Ueberschär betonte, er und das Fanprojekt würde sich prinzipiell “nie für die Lockerung von Stadionverboten aussprechen”. Vorsorglich nimmt er auch den Verein in Schutz: “Steffen Kubald, Sicherheitsbeauftragter von Lok, sorgte am Einlass persönlich dafür, dass nicht alle Trauergäste das Spiel besuchen konnten.” – Hat es womöglich also gar keine Lockerungen gegeben?
3. Der Verein
Die Lockerungen gab es allerdings, bestätigte der 1. FC Lokomotive Leipzig gegenüber chronik.LE. Bei einer Sicherheitsberatung vor dem Spiel sei “der Wunsch an den Verein heran getragen worden”, auch Stadionverbotler reinzulassen. Wer diesen “Wunsch” äußerte, hat der Verein nicht gesagt, dafür aber, dass
…den Behörden wohl bewusst gewesen sein muss, dass an diesem Marsch auch Personen teilnehmen würden, die beim 1. FC Lokomotive Leipzig Haus- bzw. Stadionverbot haben.
Entsprechend sollte die “Nichtdurchsetzung” der Stadion- und Hausverbote “deeskalativ” wirken. Das wiederum – siehe Punkt 1 – entspricht dem Interesse der Behörden.

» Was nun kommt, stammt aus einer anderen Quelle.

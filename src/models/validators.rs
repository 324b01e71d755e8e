use once_cell::sync::Lazy;
use regex::Regex;

/// Lowercase alphanumeric with hyphens, e.g. `acme-corp` or `log-retention`.
pub static SLUG_REGEX: Lazy<Regex> =
    Lazy::new(|| Regex::new(r"^[a-z0-9]+(-[a-z0-9]+)*$").expect("static regex"));

/// Usernames: alphanumeric plus `.`, `_`, `-`, must start with a letter.
pub static USERNAME_REGEX: Lazy<Regex> =
    Lazy::new(|| Regex::new(r"^[a-zA-Z][a-zA-Z0-9._-]*$").expect("static regex"));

Drei Verantwortliche, zwei Lügner, ein Trauermarsch und null Stadionverbote
Die weiteren Inhalte der Absprachen, die insbesondere bei der Sicherheitsberatung zwischen allen drei Parteien getroffen worden sind, ist nicht bekannt – aber fest steht, dass man sich dort auf eine Aussetzung der Stadionverbote geeinigt hat. Obwohl niemand zugibt, damit eine Fehlentscheidung getroffen zu haben, bleibt unklar, wer die Verantwortung trägt und wer lügt.
Und dabei bleibt es vielleicht auch: Alle drei Parteien eint das Interesse, einen bereits beschlossenen Trägerwechsel im Fanprojekt zu verhindern. Dieses war u.a. wegen seiner Rolle für die örtliche Naziszene und ihre Schnittmenge mit dem Fan-Umfeld des FC Lok in die Kritik geraten.
BeobachterInnen berichteten unterdessen, dass es sich beim Versammlungsleiter – und daher mutmaßlichen Anmelder – des Trauermarsches um den Neonazi Benjamin Brinsa handelte. Er gehört zur rechten Ultragruppierung “Scenario Lok” und wurde für seine gewalttätigen Umtriebe und politischen Ambitionen selbst mit Stadionverbot belegt.
Ob Brinsa wirklich Anmelder war, kann leider auch nicht mit Sicherheit geklärt werden: Diese Information halten nämlich die Polizei und das städtische Ordnungsamt unter Verschluss. Genau wie die Antwort auf eine weitere interessante Frage: ob Brinsa bei der Sicherheitsberatung über die Aufhebung der Stadionverbote mitentscheiden durfte.
Eigensicht von Fans (l.) und Marketing des Vereins: irgendwas zwischen Gegensatz, Kontinuität und Ironie.
* Anmerkung: Die Redaktion beteiligt sich nicht an Spekulationen, erlaubt sich aber den Hinweis, dass Innenminister Ulbig in Sachen Neonazismus und Antifaschismus weder für Transparenz, noch für Ehrlichkeit bekannt ist.